══ DATA TO PROCESS

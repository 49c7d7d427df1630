// Shared state and router assembly for the HTTP API.
use crate::server::auth::TokenKeys;
use crate::server::config::ServerConfig;
use crate::server::database::Database;
use crate::server::events::EventBus;
use crate::server::mailer::Mailer;
use crate::server::otp::{OtpStore, SqliteOtpStore};
use crate::server::{auth, chat, contact, dishes, feedback, orders, otp, posts, users};
use axum::{
    extract::{MatchedPath, Request},
    http::{HeaderValue, Method},
    middleware::{self, Next},
    response::Response,
    routing::get,
    Json, Router,
};
use serde_json::{json, Value};
use std::sync::Arc;
use std::time::Instant;
use tower_http::cors::{AllowOrigin, Any, CorsLayer};
use log::{error, info, warn};

pub struct AppState {
    pub config: ServerConfig,
    pub db: Arc<Database>,
    pub tokens: TokenKeys,
    pub events: EventBus,
    pub otp: Arc<dyn OtpStore>,
    pub mailer: Arc<dyn Mailer>,
}

pub type SharedState = Arc<AppState>;

impl AppState {
    pub fn new(
        config: ServerConfig,
        db: Arc<Database>,
        events: EventBus,
        otp: Arc<dyn OtpStore>,
        mailer: Arc<dyn Mailer>,
    ) -> SharedState {
        let tokens = TokenKeys::new(&config.jwt_secret, config.token_lifetime);
        Arc::new(Self { config, db, tokens, events, otp, mailer })
    }

    /// Fully wired state over an in-memory database with a local event bus.
    pub async fn in_memory(config: ServerConfig, mailer: Arc<dyn Mailer>) -> anyhow::Result<SharedState> {
        let db = Arc::new(Database::open(&config.database_url).await?);
        let otp: Arc<dyn OtpStore> = Arc::new(SqliteOtpStore::new(db.clone()));
        Ok(Self::new(config, db, EventBus::new(), otp, mailer))
    }
}

async fn health() -> Json<Value> {
    Json(json!({ "status": "ok", "service": "homechef" }))
}

/// Logs method, matched route, status and latency of every request.
async fn log_requests(request: Request, next: Next) -> Response {
    let method = request.method().clone();
    let path = request
        .extensions()
        .get::<MatchedPath>()
        .map(|p| p.as_str().to_string())
        .unwrap_or_else(|| request.uri().path().to_string());
    let started = Instant::now();

    let response = next.run(request).await;

    let status = response.status().as_u16();
    let latency_ms = started.elapsed().as_millis();
    if status >= 500 {
        error!("[HTTP] {} {} -> {} ({} ms)", method, path, status, latency_ms);
    } else if status >= 400 {
        warn!("[HTTP] {} {} -> {} ({} ms)", method, path, status, latency_ms);
    } else {
        info!("[HTTP] {} {} -> {} ({} ms)", method, path, status, latency_ms);
    }
    response
}

fn cors_layer(origin: Option<&str>) -> CorsLayer {
    let layer = CorsLayer::new()
        .allow_methods([Method::GET, Method::POST, Method::PUT, Method::DELETE, Method::OPTIONS])
        .allow_headers(Any);
    match origin.and_then(|o| HeaderValue::from_str(o).ok()) {
        Some(origin) => layer.allow_origin(AllowOrigin::exact(origin)),
        None => layer.allow_origin(Any),
    }
}

pub fn build_router(state: SharedState) -> Router {
    let api = Router::new()
        .route("/health", get(health))
        .nest("/auth", auth::router(state.clone()))
        .nest("/users", users::router(state.clone()))
        .nest("/chefs", users::chefs_router(state.clone()))
        .nest("/dishes", dishes::router(state.clone()))
        .nest("/orders", orders::router(state.clone()))
        .nest("/feedback", feedback::router(state.clone()))
        .nest("/posts", posts::router(state.clone()))
        .nest("/otp", otp::router())
        .nest("/contact", contact::contact_router())
        .nest("/order-email", contact::receipt_router())
        .nest("/chat", chat::router());

    let cors = cors_layer(state.config.cors_origin.as_deref());
    Router::new()
        .nest("/api", api)
        .with_state(state)
        .layer(middleware::from_fn(log_requests))
        .layer(cors)
}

════

WHAT THE EXERCISE ASKS: For each line of the data that has the word "users", report that line.

SOLUTION TO THE PROBLEM:
use crate::server::{auth, chat, contact, dishes, feedback, orders, otp, posts, users};
        .nest("/users", users::router(state.clone()))
        .nest("/chefs", users::chefs_router(state.clone()))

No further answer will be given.